*** Opening DATA FOR THIS EXERCISE ***

impl RESTContext {
    /// Creates a new REST context with a timeout.
    fn new() -> Result<Self> {
        let client = Client::builder()
            .timeout(Duration::new(5, 0))
            .build()?;
        Ok(Self { client })
    }

    /// Turns a response into a status line, keeping the server's own
    /// message when the call was rejected.
    fn text_outcome(response: reqwest::blocking::Response, success: &str) -> Result<String> {
        let status = response.status();
        let body = response.text()?;
        if status.is_success() {
            Ok(success.to_owned())
        } else {
            Ok(format!("{status}: {body}"))
        }
    }

    /// Sends a GET request to `/v1/generate` with query parameters.
    fn get_generated(&self, params: &[(String, String)]) -> Result<Vec<GeneratedSet>> {
        let response = self.client
            .get("http://127.0.0.1:5000/v1/generate")
            .query(params)
            .send()?
            .error_for_status()?;

        response.json()
    }

    /// Sends a GET request to `/v1/draws`.
    fn get_draws(&self, limit: usize) -> Result<Vec<DrawRow>> {
        let response = self.client
            .get("http://127.0.0.1:5000/v1/draws")
            .query(&[("limit", limit.to_string())])
            .send()?
            .error_for_status()?;

        response.json()
    }

    /// Sends a GET request to `/v1/predictions`.
    fn get_predictions(&self) -> Result<Vec<PredictionRow>> {
        let response = self.client
            .get("http://127.0.0.1:5000/v1/predictions")
            .send()?
            .error_for_status()?;

        response.json()
    }

    /// Sends a GET request to `/v1/insights/latest`.
    fn get_insights(&self) -> Result<LatestInsights> {
        let response = self.client
            .get("http://127.0.0.1:5000/v1/insights/latest")
            .send()?
            .error_for_status()?;

        response.json()
    }

    /// Sends a POST request to `/v1/draws`.
    fn post_draw(&self, upload: &DrawUpload) -> Result<String> {
        let response = self.client
            .post("http://127.0.0.1:5000/v1/draws")
            .json(upload)
            .send()?;

        Self::text_outcome(response, "Draw archived")
    }

    /// Sends a POST request to `/v1/draws/bulk`.
    fn post_bulk(&self, upload: &BulkUpload) -> Result<String> {
        let response = self.client
            .post("http://127.0.0.1:5000/v1/draws/bulk")
            .json(upload)
            .send()?;

        if !response.status().is_success() {
            let status = response.status();
            return Ok(format!("{status}: {}", response.text()?));
        }
        let outcome: BulkOutcome = response.json()?;
        Ok(format!("Imported {} draws, skipped {}", outcome.imported, outcome.skipped))
    }

    /// Sends a POST request to `/v1/predictions`.
    fn post_prediction(&self, upload: &PredictionUpload) -> Result<String> {
        let response = self.client
            .post("http://127.0.0.1:5000/v1/predictions")
            .json(upload)
            .send()?;

        Self::text_outcome(response, "Prediction stored")
    }

    /// Sends a DELETE request to `/v1/draws/{id}`.
    fn delete_draw(&self, id: u64) -> Result<String> {
        let response = self.client
            .delete(format!("http://127.0.0.1:5000/v1/draws/{id}"))
            .send()?;

        Self::text_outcome(response, "Draw deleted")
    }

    /// Sends a DELETE request to `/v1/draws`.
    fn delete_draws(&self) -> Result<String> {
        let response = self.client
            .delete("http://127.0.0.1:5000/v1/draws")
            .send()?;

        Self::text_outcome(response, "Archive cleared")
    }

    /// Sends a DELETE request to `/v1/predictions`.
    fn delete_predictions(&self) -> Result<String> {
        let response = self.client
            .delete("http://127.0.0.1:5000/v1/predictions")
            .send()?;

        Self::text_outcome(response, "Stored predictions cleared")
    }
}

/// Global UI state (MUST persist between frames in egui).
struct GeneratorUI {
    rest: RESTContext,
    status: Option<String>,
    // Destructive buttons arm here and run on the second click.
    pending_action: Option<PendingAction>,

    method: MethodChoice,
    sets: usize,
    seed: String, // empty = not reproducible

    results: Vec<GeneratedSet>,
    // Method and seed the current results were generated with; saving
    // and exporting use these, not the live form fields.
    last_method: MethodChoice,
    last_seed: String,

    draws: Vec<DrawRow>,
    new_draw_line: String,
    bulk_format: BulkFormat,
    bulk_text: String,

    predictions: Vec<PredictionRow>,
    insights: Option<LatestInsights>,
}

*** Closing DATA FOR THIS EXERCISE ***

## ASSIGNMENT
Taking the entries from their first line through the line with "call was rejected.", inclusive, restate each line word for word and give nothing else.

## EXPECTED ANSWER
impl RESTContext {
    /// Creates a new REST context with a timeout.
    fn new() -> Result<Self> {
        let client = Client::builder()
            .timeout(Duration::new(5, 0))
            .build()?;
        Ok(Self { client })
    }

    /// Turns a response into a status line, keeping the server's own
    /// message when the call was rejected.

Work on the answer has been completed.